Investimentos em maternidades e novas tecnologias ampliam atendimento integral a gestantes e recém-nascidos no Paraná
Paraná registra 40,2 mil nascimentos em 2026 e aprimora cuidados maternos com novas maternidades e serviços integrados.
Paraná registra 40,2 mil nascimentos e amplia cuidados maternos em 2026
Nos primeiros cinco meses de 2026, o Paraná contabilizou 40.209 nascimentos, refletindo a importância crescente dos cuidados maternos no Estado. A Secretaria de Estado da Saúde (Sesa) destaca que esse aumento reforça a necessidade de um atendimento integral e humanizado para gestantes, puérperas e recém-nascidos. Entre os avanços, está a inauguração de maternidades modernas e a ampliação dos serviços em diversas regiões, tornando o cuidado mais acessível e qualificado. O secretário César Neves ressalta que “as futuras mamães agora têm condições de receber o atendimento mais perto das suas casas”, destacando a regionalização e a humanização no atendimento.
Novas maternidades fortalecem atendimento em regiões estratégicas do Paraná
A estrutura materno-infantil do Paraná recebeu reforço significativo com a inauguração da Maternidade Municipal Papa Francisco em Pinhais, a reabertura da maternidade em Rio Branco do Sul e a nova Maternidade Maria de Lourdes Elias Nunes em Paranaguá. Essas unidades oferecem atendimento pelo SUS com infraestrutura moderna, leitos PPP (pré-parto, parto e pós-parto), e serviços essenciais como pronto atendimento e centro obstétrico. A Maternidade Maria de Lourdes Elias Nunes, por exemplo, já realizou mais de 700 atendimentos obstétricos e 160 partos desde sua abertura em 2026, proporcionando maior segurança e conforto para mães e bebês.
Investimentos públicos ampliam capacidade e qualidade do atendimento materno-infantil
Além das novas unidades, o Paraná investiu na ampliação da Casa de Saúde e Maternidade Santa Catarina em Loanda, dobrando sua capacidade de atendimento, e na modernização do Hospital e Maternidade Doutor Paulo Fortes em São Mateus do Sul, com aporte de R$ 21 milhões. O projeto padrão de maternidades, desenvolvido pela Sesa, está em andamento em municípios como Bela Vista do Paraíso, Reserva e Toledo, buscando fortalecer a assistência obstétrica e neonatal. Essas ações visam garantir atendimento especializado nas regiões, promovendo dignidade, tecnologia e qualidade para gestantes e recém-nascidos.
Linha de Cuidado Materno Infantil promove atendimento integrado e qualificado
A Linha de Cuidado Materno Infantil é uma iniciativa da Secretaria de Estado da Saúde que organiza e qualifica a assistência à gestante, puérpera e criança em todo o Paraná. Estruturada de forma integrada na Rede de Atenção à Saúde, ela abrange a Atenção Primária, Ambulatorial Especializada e Hospitalar.

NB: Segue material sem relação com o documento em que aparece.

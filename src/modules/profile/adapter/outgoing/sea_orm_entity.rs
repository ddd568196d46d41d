use sea_orm::entity::prelude::*;
use serde::{Deserialize, Serialize};

#[derive(Clone, Debug, PartialEq, Eq, DeriveEntityModel, Serialize, Deserialize)]
#[sea_orm(table_name = "profiles")]
pub struct Model {
    #[sea_orm(primary_key, column_type = "Uuid")]
    pub id: Uuid,

    #[sea_orm(column_name = "user_id", column_type = "Uuid", unique)]
    pub user_id: Uuid,

    #[sea_orm(column_type = "Text", nullable)]
    pub display_name: Option<String>,

    #[sea_orm(column_type = "Text", nullable)]
    pub bio: Option<String>,

    #[sea_orm(column_type = "Text", nullable)]
    pub about_me: Option<String>,

    #[sea_orm(column_type = "Text", nullable)]
    pub my_story: Option<String>,

    #[sea_orm(column_type = "Text", nullable)]
    pub location: Option<String>,

    #[sea_orm(column_type = "Text", nullable)]
    pub phone_number: Option<String>,

    #[sea_orm(column_type = "Text", nullable)]
    pub email_contact: Option<String>,

    #[sea_orm(column_type = "Text", nullable)]
    pub avatar_url: Option<String>,

    #[sea_orm(column_type = "Text", nullable)]
    pub github_url: Option<String>,

    #[sea_orm(column_type = "Text", nullable)]
    pub linkedin_url: Option<String>,

    #[sea_orm(column_type = "Text", nullable)]
    pub twitter_url: Option<String>,

    #[sea_orm(column_type = "Text", nullable)]
    pub instagram_url: Option<String>,

    #[sea_orm(column_type = "Text", nullable)]
    pub semester: Option<String>,

    #[sea_orm(column_type = "Text", nullable)]
    pub years_coding: Option<String>,

    #[sea_orm(column_type = "Text", nullable)]
    pub projects_count: Option<String>,

    #[sea_orm(column_type = "TimestampWithTimeZone")]
    pub created_at: DateTimeWithTimeZone,

    #[sea_orm(column_type = "TimestampWithTimeZone")]
    pub updated_at: DateTimeWithTimeZone,
}

#[derive(Copy, Clone, Debug, EnumIter, DeriveRelation)]
pub enum Relation {}

impl ActiveModelBehavior for ActiveModel {}
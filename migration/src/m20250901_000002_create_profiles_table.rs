use sea_orm_migration::prelude::*;

use crate::m20250901_000001_create_users_table::Users;

#[derive(DeriveMigrationName)]
pub struct Migration;

#[async_trait::async_trait]
impl MigrationTrait for Migration {
    async fn up(&self, manager: &SchemaManager) -> Result<(), DbErr> {
        manager
            .create_table(
                Table::create()
                    .table(Profiles::Table)
                    .if_not_exists()
                    .col(
                        ColumnDef::new(Profiles::Id)
                            .uuid()
                            .not_null()
                            .primary_key()
                            .default(Expr::cust("gen_random_uuid()")),
                    )
                    // One profile row per user (upsert keyed on user_id).
                    .col(
                        ColumnDef::new(Profiles::UserId)
                            .uuid()
                            .not_null()
                            .unique_key(),
                    )
                    .col(ColumnDef::new(Profiles::DisplayName).string_len(100))
                    .col(ColumnDef::new(Profiles::Bio).string_len(500))
                    .col(ColumnDef::new(Profiles::AboutMe).string_len(1000))
                    .col(ColumnDef::new(Profiles::MyStory).text())
                    .col(ColumnDef::new(Profiles::Location).string_len(100))
                    .col(ColumnDef::new(Profiles::PhoneNumber).string_len(20))
                    .col(ColumnDef::new(Profiles::EmailContact).string_len(255))
                    .col(ColumnDef::new(Profiles::AvatarUrl).text())
                    .col(ColumnDef::new(Profiles::GithubUrl).text())
                    .col(ColumnDef::new(Profiles::LinkedinUrl).text())
                    .col(ColumnDef::new(Profiles::TwitterUrl).text())
                    .col(ColumnDef::new(Profiles::InstagramUrl).text())
                    .col(ColumnDef::new(Profiles::Semester).string_len(50))
                    .col(ColumnDef::new(Profiles::YearsCoding).string_len(50))
                    .col(ColumnDef::new(Profiles::ProjectsCount).string_len(50))
                    .col(
                        ColumnDef::new(Profiles::CreatedAt)
                            .timestamp_with_time_zone()
                            .not_null()
                            .default(Expr::current_timestamp()),
                    )
                    .col(
                        ColumnDef::new(Profiles::UpdatedAt)
                            .timestamp_with_time_zone()
                            .not_null()
                            .default(Expr::current_timestamp()),
                    )
                    .foreign_key(
                        ForeignKey::create()
                            .name("fk_profiles_user_id")
                            .from(Profiles::Table, Profiles::UserId)
                            .to(Users::Table, Users::Id)
                            .on_delete(ForeignKeyAction::Cascade)
                            .on_update(ForeignKeyAction::Cascade),
                    )
                    .to_owned(),
            )
            .await?;

        manager
            .get_connection()
            .execute_unprepared(
                r#"
                CREATE TRIGGER update_profiles_updated_at
                BEFORE UPDATE ON profiles
                FOR EACH ROW
                EXECUTE FUNCTION update_updated_at_column();
                "#,
            )
            .await?;

        Ok(())
    }

    async fn down(&self, manager: &SchemaManager) -> Result<(), DbErr> {
        manager
            .get_connection()
            .execute_unprepared("DROP TRIGGER IF EXISTS update_profiles_updated_at ON profiles;")
            .await?;

        manager
            .drop_table(Table::drop().table(Profiles::Table).to_owned())
            .await
    }
}

#[derive(Iden)]
enum Profiles {
    Table,
    Id,
    UserId,
    DisplayName,
    Bio,
    AboutMe,
    MyStory,
    Location,
    PhoneNumber,
    EmailContact,
    AvatarUrl,
    GithubUrl,
    LinkedinUrl,
    TwitterUrl,
    InstagramUrl,
    Semester,
    YearsCoding,
    ProjectsCount,
    CreatedAt,
    UpdatedAt,
}
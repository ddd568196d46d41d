use async_trait::async_trait;
use chrono::{DateTime, Utc};
use serde::Serialize;
use thiserror::Error;
use uuid::Uuid;

use crate::shared::validation::ProfileData;

#[derive(Debug, Clone, Serialize, PartialEq)]
pub struct ProfileRecord {
    pub id: Uuid,
    pub user_id: Uuid,
    pub display_name: Option<String>,
    pub bio: Option<String>,
    pub about_me: Option<String>,
    pub my_story: Option<String>,
    pub location: Option<String>,
    pub phone_number: Option<String>,
    pub email_contact: Option<String>,
    pub avatar_url: Option<String>,
    pub github_url: Option<String>,
    pub linkedin_url: Option<String>,
    pub twitter_url: Option<String>,
    pub instagram_url: Option<String>,
    pub semester: Option<String>,
    pub years_coding: Option<String>,
    pub projects_count: Option<String>,
    pub created_at: DateTime<Utc>,
    pub updated_at: DateTime<Utc>,
}

#[derive(Debug, Error)]
pub enum ProfileRepositoryError {
    #[error("profile not found")]
    NotFound,
    #[error("database error: {0}")]
    DatabaseError(String),
}

#[async_trait]
pub trait ProfileRepository {
    /// Returns the single profile used for the public site, if any.
    async fn find_display_profile(&self) -> Result<Option<ProfileRecord>, ProfileRepositoryError>;

    /// Inserts the owner's profile on first save, updates it afterwards.
    async fn upsert(
        &self,
        owner: Uuid,
        data: ProfileData,
    ) -> Result<ProfileRecord, ProfileRepositoryError>;
}
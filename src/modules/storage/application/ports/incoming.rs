use async_trait::async_trait;
use serde::Serialize;
use std::fmt;
use uuid::Uuid;

use super::super::upload_policy::UploadKind;

#[derive(Debug, Clone)]
pub struct UploadRequest {
    pub kind: UploadKind,
    pub file_name: String,
    pub content_type: String,
}

/// Everything the client needs to finish the upload: where to PUT the bytes
/// and the durable URL to store on the owning record.
#[derive(Debug, Clone, Serialize, PartialEq, Eq)]
pub struct UploadTicket {
    pub upload_url: String,
    pub public_url: String,
    pub object_key: String,
    pub bucket: String,
}

#[derive(Debug, Clone, PartialEq)]
pub enum CreateUploadError {
    UnsupportedContentType,
    SignFailed(String),
}

impl fmt::Display for CreateUploadError {
    fn fmt(&self, f: &mut fmt::Formatter<'_>) -> fmt::Result {
        match self {
            Self::UnsupportedContentType => {
                write!(f, "Content type is not allowed for this upload kind")
            }
            Self::SignFailed(e) => write!(f, "Signing the upload URL failed: {}", e),
        }
    }
}

#[async_trait]
pub trait CreateUploadUseCase {
    async fn execute(
        &self,
        owner: Uuid,
        request: UploadRequest,
    ) -> Result<UploadTicket, CreateUploadError>;
}
use std::env;

#[derive(Debug, Clone)]
pub struct JwtConfig {
    pub secret_key: String,
    pub issuer: String,
    pub access_token_expiry: i64,
    pub refresh_token_expiry: i64,
}

impl JwtConfig {
    fn parse_expiry(key: &str, default: &str) -> i64 {
        env::var(key)
            .unwrap_or_else(|_| default.to_string())
            .parse::<i64>()
            .unwrap_or_else(|_| panic!("Invalid {} value", key))
    }

    /// Load JWT configuration from environment variables.
    pub fn from_env() -> Self {
        dotenvy::dotenv().ok();

        let secret_key = env::var("JWT_SECRET").expect("JWT_SECRET must be set");

        // HS256 needs a key of at least 32 bytes.
        if secret_key.len() < 32 {
            panic!("JWT_SECRET must be at least 32 characters long for HS256 algorithm");
        }

        let access_token_expiry = Self::parse_expiry("JWT_ACCESS_EXPIRY", "1800");
        let refresh_token_expiry = Self::parse_expiry("JWT_REFRESH_EXPIRY", "604800");

        if access_token_expiry <= 0 || access_token_expiry > 86400 {
            panic!("JWT_ACCESS_EXPIRY must be between 1 and 86400 seconds (24 hours)");
        }

        if refresh_token_expiry <= access_token_expiry {
            panic!("JWT_REFRESH_EXPIRY must be greater than JWT_ACCESS_EXPIRY");
        }

        let issuer = env::var("JWT_ISSUER").unwrap_or_else(|_| "Portfolio".to_string());

        Self {
            secret_key,
            issuer,
            access_token_expiry,
            refresh_token_expiry,
        }
    }
}
use std::collections::HashSet;
use std::sync::Arc;

use async_trait::async_trait;
use sea_orm::sea_query::Expr;
use sea_orm::{
    ActiveModelTrait, ActiveValue::NotSet, ColumnTrait, DatabaseConnection, EntityTrait,
    IntoActiveModel, PaginatorTrait, QueryFilter, QueryOrder, Set, TransactionTrait,
};
use uuid::Uuid;

use crate::modules::functions::application::ports::outgoing::VideoMetadata;
use crate::modules::video::adapter::outgoing::sea_orm_entity::{self as videos, Column, Entity};
use crate::modules::video::application::ports::outgoing::{
    VideoData, VideoRecord, VideoRepository, VideoRepositoryError,
};

#[derive(Clone)]
pub struct VideoRepositoryPostgres {
    db: Arc<DatabaseConnection>,
}

impl VideoRepositoryPostgres {
    pub fn new(db: Arc<DatabaseConnection>) -> Self {
        Self { db }
    }
}

fn model_to_record(model: videos::Model) -> VideoRecord {
    VideoRecord {
        id: model.id,
        user_id: model.user_id,
        title: model.title,
        description: model.description,
        youtube_url: model.youtube_url,
        youtube_id: model.youtube_id,
        thumbnail_url: model.thumbnail_url,
        duration: model.duration,
        views: model.views,
        likes: model.likes,
        published_at: model.published_at,
        order_index: model.order_index,
        created_at: model.created_at.into(),
        updated_at: model.updated_at.into(),
    }
}

fn db_err(e: sea_orm::DbErr) -> VideoRepositoryError {
    VideoRepositoryError::DatabaseError(e.to_string())
}

#[async_trait]
impl VideoRepository for VideoRepositoryPostgres {
    async fn list_all(&self) -> Result<Vec<VideoRecord>, VideoRepositoryError> {
        Entity::find()
            .order_by_desc(Column::OrderIndex)
            .all(&*self.db)
            .await
            .map(|models| models.into_iter().map(model_to_record).collect())
            .map_err(db_err)
    }

    async fn find(&self, owner: Uuid, id: Uuid) -> Result<VideoRecord, VideoRepositoryError> {
        Entity::find_by_id(id)
            .filter(Column::UserId.eq(owner))
            .one(&*self.db)
            .await
            .map_err(db_err)?
            .map(model_to_record)
            .ok_or(VideoRepositoryError::NotFound)
    }

    async fn count_for(&self, owner: Uuid) -> Result<u64, VideoRepositoryError> {
        Entity::find()
            .filter(Column::UserId.eq(owner))
            .count(&*self.db)
            .await
            .map_err(db_err)
    }

    async fn insert(
        &self,
        owner: Uuid,
        data: VideoData,
        order_index: i32,
    ) -> Result<VideoRecord, VideoRepositoryError> {
        let active = videos::ActiveModel {
            id: NotSet,
            user_id: Set(owner),
            title: Set(data.title),
            description: Set(data.description),
            youtube_url: Set(data.youtube_url),
            youtube_id: Set(data.youtube_id),
            thumbnail_url: Set(data.thumbnail_url),
            duration: NotSet,
            views: NotSet,
            likes: NotSet,
            published_at: NotSet,
            order_index: Set(order_index),
            created_at: NotSet,
            updated_at: NotSet,
        };

        active.insert(&*self.db).await.map(model_to_record).map_err(db_err)
    }

    async fn update(
        &self,
        owner: Uuid,
        id: Uuid,
        data: VideoData,
    ) -> Result<VideoRecord, VideoRepositoryError> {
        let existing = Entity::find_by_id(id)
            .filter(Column::UserId.eq(owner))
            .one(&*self.db)
            .await
            .map_err(db_err)?
            .ok_or(VideoRepositoryError::NotFound)?;

        let mut active = existing.into_active_model();
        active.title = Set(data.title);
        active.description = Set(data.description);
        active.youtube_url = Set(data.youtube_url);
        active.youtube_id = Set(data.youtube_id);
        active.thumbnail_url = Set(data.thumbnail_url);

        active.update(&*self.db).await.map(model_to_record).map_err(db_err)
    }

    async fn set_metadata(
        &self,
        owner: Uuid,
        id: Uuid,
        metadata: VideoMetadata,
    ) -> Result<VideoRecord, VideoRepositoryError> {
        let existing = Entity::find_by_id(id)
            .filter(Column::UserId.eq(owner))
            .one(&*self.db)
            .await
            .map_err(db_err)?
            .ok_or(VideoRepositoryError::NotFound)?;

        let mut active = existing.into_active_model();
        active.youtube_id = Set(Some(metadata.video_id));
        active.thumbnail_url = Set(Some(metadata.thumbnail_url));
        active.duration = Set(Some(metadata.duration));
        active.views = Set(Some(metadata.views));
        active.likes = Set(Some(metadata.likes));
        active.published_at = Set(Some(metadata.published_at));

        active.update(&*self.db).await.map(model_to_record).map_err(db_err)
    }

    async fn reorder(&self, owner: Uuid, ids: Vec<Uuid>) -> Result<(), VideoRepositoryError> {
        let txn = self.db.begin().await.map_err(db_err)?;

        let stored: HashSet<Uuid> = Entity::find()
            .filter(Column::UserId.eq(owner))
            .all(&txn)
            .await
            .map_err(db_err)?
            .into_iter()
            .map(|m| m.id)
            .collect();

        let submitted: HashSet<Uuid> = ids.iter().copied().collect();
        if stored != submitted || stored.len() != ids.len() {
            // Rolls back on drop.
            return Err(VideoRepositoryError::OrderMismatch);
        }

        let top = ids.len() as i32 - 1;
        for (position, id) in ids.iter().enumerate() {
            Entity::update_many()
                .col_expr(Column::OrderIndex, Expr::value(top - position as i32))
                .filter(Column::Id.eq(*id))
                .filter(Column::UserId.eq(owner))
                .exec(&txn)
                .await
                .map_err(db_err)?;
        }

        txn.commit().await.map_err(db_err)
    }

    async fn delete(&self, owner: Uuid, id: Uuid) -> Result<(), VideoRepositoryError> {
        let result = Entity::delete_many()
            .filter(Column::Id.eq(id))
            .filter(Column::UserId.eq(owner))
            .exec(&*self.db)
            .await
            .map_err(db_err)?;

        if result.rows_affected == 0 {
            return Err(VideoRepositoryError::NotFound);
        }
        Ok(())
    }
}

A coordenadora Carolina Bolfe Poliquesi destaca que o programa estabelece diretrizes para o cuidado integral desde o planejamento reprodutivo até o acompanhamento dos primeiros anos de vida da criança, fortalecendo o acesso e a qualidade dos serviços.
Avanços tecnológicos e prevenção reforçam a saúde materno-infantil no Paraná
Entre os recentes progressos está a ampliação da vacinação BCG diretamente nas maternidades e a oferta de ultrassonografia morfológica para 100% das gestantes atendidas pelo SUS. Essas medidas reforçam a prevenção e o diagnóstico precoce, fundamentais para a saúde da mãe e do bebê. A estratégia de oferecer esses recursos dentro das maternidades reduz deslocamentos e facilita o acesso, demonstrando o compromisso do Estado em promover um cuidado integral e humanizado.
Impactos dos investimentos em saúde materno-infantil para o desenvolvimento regional
Os investimentos em maternidades e serviços de saúde materno-infantil contribuem para melhorar indicadores de saúde e qualidade de vida nas regiões atendidas. O fortalecimento da rede facilita o acesso das gestantes a serviços especializados, diminui riscos durante o parto e promove o acompanhamento adequado do recém-nascido. Além disso, a geração de empregos e a qualificação das equipes de saúde impulsionam o desenvolvimento local, refletindo um modelo de gestão pública focado na regionalização e na equidade no acesso aos serviços de saúde.